While Jesus was a teacher and a preacher, his message didn’t end with the words he spoke. Jesus is relational. When the blind man and the leper came to Jesus they were shown kindness. Jesus touched them, He healed them and then He spoke words of wisdom. When Zacchaeus, a sinner, sought Him out Jesus offered friendship and love. We are commanded in the bible to show this same kind of love. “A new command I give to you, that you love one another: just as I have loved you, you also are to love one another. By this all people will know that you are my disciples, if you have love for one another” (John 13:34 -35).
One of our first weeks in Cameroon we invited 3 religious leaders onto the ship: A Christian pastor, a Muslin Imam and a traditionalist. They shared about their beliefs and answered questions so that we as a ship community would better understand our patients and the community in which we were now living. The traditionalist had grown up in a family who practiced the Christian religion and had left the church in search of answers. He said something that saddens me. He thanked us for his time on the ship and for the relationship he had built with the crewmember and day crew who had asked him to come. He said that his experience with Mercy Ships was the first time in his life that he had a conversation with a Christian who was not yelling at him in anger. How can we, as Christians, show the truth of God’s word when we are not also displaying His love in how we say it?
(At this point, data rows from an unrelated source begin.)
use converza_store::{
    AgentPerformance, ConversionMetrics, DailyMetrics, SentimentShare, SqliteStore,
};
use serde::Serialize;
use std::path::Path;

/// Live view of the gold layer (no pipeline summary).
#[derive(Serialize)]
struct GoldSnapshot {
    overall_kpis: ConversionMetrics,
    sentiment_distribution: Vec<SentimentShare>,
    top_performers: Vec<AgentPerformance>,
    daily_metrics: Vec<DailyMetrics>,
}

/// `converza report`
pub fn execute(repo_root: &Path, json: bool, top: usize) -> anyhow::Result<()> {
    let (paths, config) = crate::load_workspace(repo_root)?;
    let store = SqliteStore::open_or_create(&paths.db_path)?;
    let snapshot = GoldSnapshot {
        overall_kpis: store.conversion_metrics()?,
        sentiment_distribution: store.sentiment_distribution()?,
        top_performers: store.top_performers(config.top_performers_min_calls, top)?,
        daily_metrics: store.daily_metrics()?,
    };

    if json {
        println!("{}", serde_json::to_string_pretty(&snapshot)?);
        return Ok(());
    }

    let k = &snapshot.overall_kpis;
    println!("Calls analyzed:   {}", k.total_calls);
    println!("Conversions:      {} ({:.2}%)", k.conversions, k.conversion_rate);
    println!(
        "Upsells:          {} (${} total, ${:.2} per call)",
        k.upsells, k.total_upsell_revenue, k.avg_upsell_amount
    );

    println!();
    println!("Sentiment:");
    if snapshot.sentiment_distribution.is_empty() {
        println!("  (no data)");
    }
    for share in &snapshot.sentiment_distribution {
        println!(
            "  {:<9} {:>6.2}% ({})",
            share.label.as_str(),
            share.percentage,
            share.count
        );
    }

    println!();
    println!(
        "Top performers (min {} calls):",
        config.top_performers_min_calls
    );
    if snapshot.top_performers.is_empty() {
        println!("  (none yet)");
    }
    for (i, agent) in snapshot.top_performers.iter().enumerate() {
        println!(
            "  {}. {:<20} {:>6.2}%  {:>3} calls  ${} upsell  {:.0}% positive",
            i + 1,
            agent.agent_name,
            agent.conversion_rate,
            agent.total_calls,
            agent.total_upsell_amount,
            agent.positive_sentiment_pct
        );
    }

    if !snapshot.daily_metrics.is_empty() {
        println!();
        println!("Daily:");
        for day in &snapshot.daily_metrics {
            println!(
                "  {}  {:>3} calls  {:>6.2}% converted  +{} / ={} / -{}",
                day.metric_date,
                day.total_calls,
                day.conversion_rate,
                day.positive_calls,
                day.neutral_calls,
                day.negative_calls
            );
        }
    }
    Ok(())
}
As I strive to be incarnational, I pray that my life also will be reflective of God’s loves to those patients I serve, but I have something to confess. I was nervous about being on the Women’s Health ward this year. Not only because it was different than anything else I have ever done in my 8 years of nursing, but because I was worried about connecting with adult patients. Last year I had the joys of working with both adults and children. When you don’t speak the language it is so much easier to connect with and show love to young children. Their love languages are cuddles and play, both of which I am good at. I also knew that since I would be charge nursing more frequently this year on the ward than last, I would have less one on one interaction with our patients. I was worried that I would not be able to display the love God placed in my heart in a way that would truly be felt by my adult patients. So even though I tried to trust God and his plan for the year, I still worried a bit about connection, and that’s when God put Mama Aissatou into my life.
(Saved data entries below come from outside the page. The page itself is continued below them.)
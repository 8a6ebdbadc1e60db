use converza_store::{write_config_map, ConverzaPaths, PipelineConfig, SqliteStore};
use std::path::Path;

pub fn execute(repo_root: &Path) -> anyhow::Result<()> {
    let paths = ConverzaPaths::discover(repo_root);
    let already = paths.is_initialized();

    paths.ensure_layout()?;
    SqliteStore::open_or_create(&paths.db_path)?;

    if !paths.config_json.exists() {
        let defaults = match serde_json::to_value(PipelineConfig::default())? {
            serde_json::Value::Object(map) => map,
            _ => serde_json::Map::new(),
        };
        write_config_map(&paths.config_json, &defaults)?;
    }

    if already {
        println!("Already initialized at {}", paths.converza_dir.display());
    } else {
        println!("Initialized .converza/ at {}", paths.converza_dir.display());
        println!("  landing dir: {}", paths.raw_dir.display());
        println!("  database:    {}", paths.db_path.display());
    }
    Ok(())
}
use crate::identifier::AXDomain;
use crate::identifier::AXIdentifier;
use crate::identifier::sealed::Sealed;

/// Marker for the action domain. Uninhabited, used only as a type tag.
pub enum ActionDomain {}

impl Sealed for ActionDomain {}

impl AXDomain for ActionDomain {
    const NAME: &'static str = "AXAction";
}

/// The name of an operation that can be invoked on an accessibility
/// element. Actions take no argument and return nothing; performing one is
/// the element-tree collaborator's job, this layer only supplies the
/// canonical name.
pub type AXAction = AXIdentifier<ActionDomain>;

ax_identifiers! {
    AXAction {
        PRESS => "AXPress";
        INCREMENT => "AXIncrement";
        DECREMENT => "AXDecrement";
        CONFIRM => "AXConfirm";
        PICK => "AXPick";
        CANCEL => "AXCancel";
        RAISE => "AXRaise";
        SHOW_MENU => "AXShowMenu";
        DELETE => "AXDelete";
        SHOW_ALTERNATE_UI => "AXShowAlternateUI";
        SHOW_DEFAULT_UI => "AXShowDefaultUI";
    }
}

#[cfg(test)]
mod tests {
    use super::*;
    use std::collections::HashSet;

    #[test]
    fn test_canonical_raw_values() {
        assert_eq!(AXAction::PRESS.as_str(), "AXPress");
        assert_eq!(AXAction::SHOW_ALTERNATE_UI.as_str(), "AXShowAlternateUI");
    }

    #[test]
    fn test_predefined_are_prefixed_and_distinct() {
        let mut seen = HashSet::new();

        for action in AXAction::PREDEFINED {
            assert!(action.as_str().starts_with("AX"));
            assert!(seen.insert(action.as_str()), "{action} appears twice");
        }
    }
}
My dear friend Mamma Aissatou
Aissatou, a women from the Extreme North region of Cameroon, was placed in the bed just behind the charge nurse deck on the ward. She has a special place in many of the nurses’ hearts. I call her Mamma Aissatou partly because she is older, but mostly because she mothered the ward. Mamma Aissatou has mothered 9 babies over the years, but sadly only 4 are living. Most of those babies were stillbirths, one of the last is what caused her fistula. She speaks Fulfulde (a common northern dialect) and French. So she especially looked out for those patients whom did not speak French and patiently translated for us when our Fulfulde translator wasn’t available. Love just poured out of her through her smile, her touch, her reassuring voice. She helped me learn a few words in Fulfulde so that I can now greet my northern patients when I come on shift. By the end of her stay I greeted her by calling her “mon amie” (French for my friend).
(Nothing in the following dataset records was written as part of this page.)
use serde::Deserialize;
use serde::Deserializer;
use serde::Serialize;
use serde::Serializer;
use std::borrow::Cow;
use std::cmp::Ordering;
use std::convert::Infallible;
use std::fmt;
use std::hash::Hash;
use std::hash::Hasher;
use std::marker::PhantomData;
use std::str::FromStr;

pub(crate) mod sealed {
    pub trait Sealed {}
}

/// A family of accessibility identifiers: notifications, roles, subroles,
/// attributes, or actions.
///
/// Implemented only by the uninhabited marker types defined in this crate;
/// the trait is sealed because the protocol defines exactly these families.
pub trait AXDomain: sealed::Sealed {
    /// Family name used in `Debug` output and domain-aware hashing.
    const NAME: &'static str;
}

/// A typed wrapper around one of the accessibility protocol's string
/// identifiers.
///
/// The protocol itself is permissively string-keyed, so construction never
/// validates: any string wraps into a valid identifier, which keeps the
/// crate forward-compatible with vocabulary newer than its constant tables.
/// The domain marker `D` exists only at the type level and makes the
/// families mutually incompatible:
///
/// ```compile_fail
/// use ax_vocabulary::AXRole;
/// use ax_vocabulary::AXSubrole;
///
/// // a subrole is not a role, even though both wrap a string
/// let role: AXRole = AXSubrole::DIALOG;
/// ```
///
/// Identifiers are immutable values. Equality and ordering are byte-exact
/// comparisons of the raw string; hashing covers the domain tag and the raw
/// string, so equal values always hash equal and type-erased registries
/// keyed by (domain, identifier) cannot collide across families.
pub struct AXIdentifier<D: AXDomain> {
    raw: Cow<'static, str>,
    _domain: PhantomData<fn() -> D>,
}

impl<D: AXDomain> AXIdentifier<D> {
    /// Wraps a static string. Used to declare the predefined constants.
    pub const fn from_static(raw: &'static str) -> Self {
        Self {
            raw: Cow::Borrowed(raw),
            _domain: PhantomData,
        }
    }

    /// Wraps an arbitrary string, typically one echoed back by the
    /// accessibility API at runtime. Total: unrecognized identifiers are
    /// accepted as opaque values, matching the behavior of the underlying
    /// protocol.
    pub fn from_raw(raw: impl Into<Cow<'static, str>>) -> Self {
        Self {
            raw: raw.into(),
            _domain: PhantomData,
        }
    }

    /// The exact wire value to hand to the accessibility API.
    pub fn as_str(&self) -> &str {
        &self.raw
    }

    /// Consumes the identifier, returning the wrapped string.
    pub fn into_raw(self) -> Cow<'static, str> {
        self.raw
    }
}

impl<D: AXDomain> Clone for AXIdentifier<D> {
    fn clone(&self) -> Self {
        Self {
            raw: self.raw.clone(),
            _domain: PhantomData,
        }
    }
}

impl<D: AXDomain> PartialEq for AXIdentifier<D> {
    fn eq(&self, other: &Self) -> bool {
        self.raw == other.raw
    }
}

impl<D: AXDomain> Eq for AXIdentifier<D> {}

impl<D: AXDomain> PartialOrd for AXIdentifier<D> {
    fn partial_cmp(&self, other: &Self) -> Option<Ordering> {
        Some(self.cmp(other))
    }
}

impl<D: AXDomain> Ord for AXIdentifier<D> {
    fn cmp(&self, other: &Self) -> Ordering {
        self.raw.cmp(&other.raw)
    }
}

impl<D: AXDomain> Hash for AXIdentifier<D> {
    fn hash<H: Hasher>(&self, state: &mut H) {
        D::NAME.hash(state);
        self.raw.hash(state);
    }
}

impl<D: AXDomain> fmt::Debug for AXIdentifier<D> {
    fn fmt(&self, f: &mut fmt::Formatter<'_>) -> fmt::Result {
        f.debug_tuple(D::NAME).field(&self.raw).finish()
    }
}

impl<D: AXDomain> fmt::Display for AXIdentifier<D> {
    fn fmt(&self, f: &mut fmt::Formatter<'_>) -> fmt::Result {
        f.write_str(&self.raw)
    }
}

impl<D: AXDomain> From<&'static str> for AXIdentifier<D> {
    fn from(raw: &'static str) -> Self {
        Self::from_raw(raw)
    }
}

impl<D: AXDomain> From<String> for AXIdentifier<D> {
    fn from(raw: String) -> Self {
        Self::from_raw(raw)
    }
}

impl<D: AXDomain> FromStr for AXIdentifier<D> {
    type Err = Infallible;

    fn from_str(s: &str) -> Result<Self, Self::Err> {
        Ok(Self::from_raw(s.to_owned()))
    }
}

impl<D: AXDomain> Serialize for AXIdentifier<D> {
    fn serialize<S: Serializer>(&self, serializer: S) -> Result<S::Ok, S::Error> {
        serializer.serialize_str(&self.raw)
    }
}

impl<'de, D: AXDomain> Deserialize<'de> for AXIdentifier<D> {
    fn deserialize<De: Deserializer<'de>>(deserializer: De) -> Result<Self, De::Error> {
        String::deserialize(deserializer).map(Self::from_raw)
    }
}

#[cfg(feature = "schemars")]
impl<D: AXDomain> schemars::JsonSchema for AXIdentifier<D> {
    fn schema_name() -> Cow<'static, str> {
        Cow::Borrowed(D::NAME)
    }

    fn json_schema(generator: &mut schemars::SchemaGenerator) -> schemars::Schema {
        <String as schemars::JsonSchema>::json_schema(generator)
    }
}

/// Declares the predefined constants of a domain along with a `PREDEFINED`
/// slice enumerating them.
macro_rules! ax_identifiers {
    (
        $ty:ident {
            $(
                $(#[$meta:meta])*
                $name:ident => $raw:literal;
            )+
        }
    ) => {
        impl $ty {
            $(
                $(#[$meta])*
                pub const $name: Self = Self::from_static($raw);
            )+

            /// Every identifier in this domain that the library predefines.
            ///
            /// The domain is open-ended: values outside this slice are still
            /// valid identifiers, this is just the vocabulary known at the
            /// time of writing.
            pub const PREDEFINED: &'static [Self] = &[$(Self::$name),+];
        }
    };
}

#[cfg(test)]
mod tests {
    use super::*;
    use crate::notification::AXNotification;
    use crate::role::AXRole;
    use std::collections::HashMap;
    use std::collections::hash_map::DefaultHasher;

    fn hash_of<T: Hash>(value: &T) -> u64 {
        let mut hasher = DefaultHasher::new();
        value.hash(&mut hasher);
        hasher.finish()
    }

    #[test]
    fn test_round_trip_identity() {
        for raw in ["AXButton", "", "AXCustomVendorAttr", "not even prefixed"] {
            assert_eq!(AXRole::from_raw(raw.to_owned()).as_str(), raw);
        }
    }

    #[test]
    fn test_equality_is_byte_exact() {
        assert_eq!(AXRole::from_raw("AXButton"), AXRole::BUTTON);
        assert_ne!(AXRole::from_raw("axbutton"), AXRole::BUTTON);
        assert_ne!(AXRole::from_raw("AXButton "), AXRole::BUTTON);
    }

    #[test]
    fn test_equal_values_hash_equal() {
        let a = AXRole::from_raw(String::from("AXButton"));
        let b = AXRole::BUTTON;

        assert_eq!(a, b);
        assert_eq!(hash_of(&a), hash_of(&b));
    }

    #[test]
    fn test_usable_as_map_key() {
        let mut handlers: HashMap<AXNotification, &str> = HashMap::new();
        handlers.insert(AXNotification::WINDOW_CREATED, "on_window_created");

        assert_eq!(
            handlers.get(&AXNotification::WINDOW_CREATED),
            Some(&"on_window_created")
        );
        assert_eq!(handlers.get(&AXNotification::from_raw("AXNotExist")), None);
    }

    #[test]
    fn test_ordering_follows_raw_string() {
        let mut roles = vec![AXRole::WINDOW, AXRole::BUTTON, AXRole::MENU];
        roles.sort();

        assert_eq!(roles, vec![AXRole::BUTTON, AXRole::MENU, AXRole::WINDOW]);
    }

    #[test]
    fn test_display_and_debug() {
        assert_eq!(AXRole::BUTTON.to_string(), "AXButton");
        assert_eq!(format!("{:?}", AXRole::BUTTON), "AXRole(\"AXButton\")");
    }

    #[test]
    fn test_from_str_never_fails() {
        let parsed: AXNotification = "AXSomeFutureNotification".parse().unwrap();
        assert_eq!(parsed.as_str(), "AXSomeFutureNotification");
    }

    #[test]
    fn test_into_raw_returns_wire_value() {
        assert_eq!(AXRole::BUTTON.into_raw(), "AXButton");
        assert_eq!(AXRole::from_raw(String::from("AXCustom")).into_raw(), "AXCustom");
    }

    #[test]
    fn test_serde_is_transparent() {
        let json = serde_json::to_string(&AXNotification::WINDOW_CREATED).unwrap();
        assert_eq!(json, "\"AXWindowCreated\"");

        let parsed: AXNotification = serde_json::from_str("\"AXVendorSpecific\"").unwrap();
        assert_eq!(parsed, AXNotification::from_raw("AXVendorSpecific"));
    }
}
Mamma Aissatou was discharged a day earlier than I expected so I missed saying goodbye to her from the ward. Thankfully she returned for an outpatients appointment on the dock a week later so I went down to find her. She saw me first and called out for me: “mon amie!” As we embraced we both knew it would likely be that last time we would see each other this side of heaven. In that moment there were no translators; however, we didn’t really need one. Love is not spoken. Love doesn’t need translation.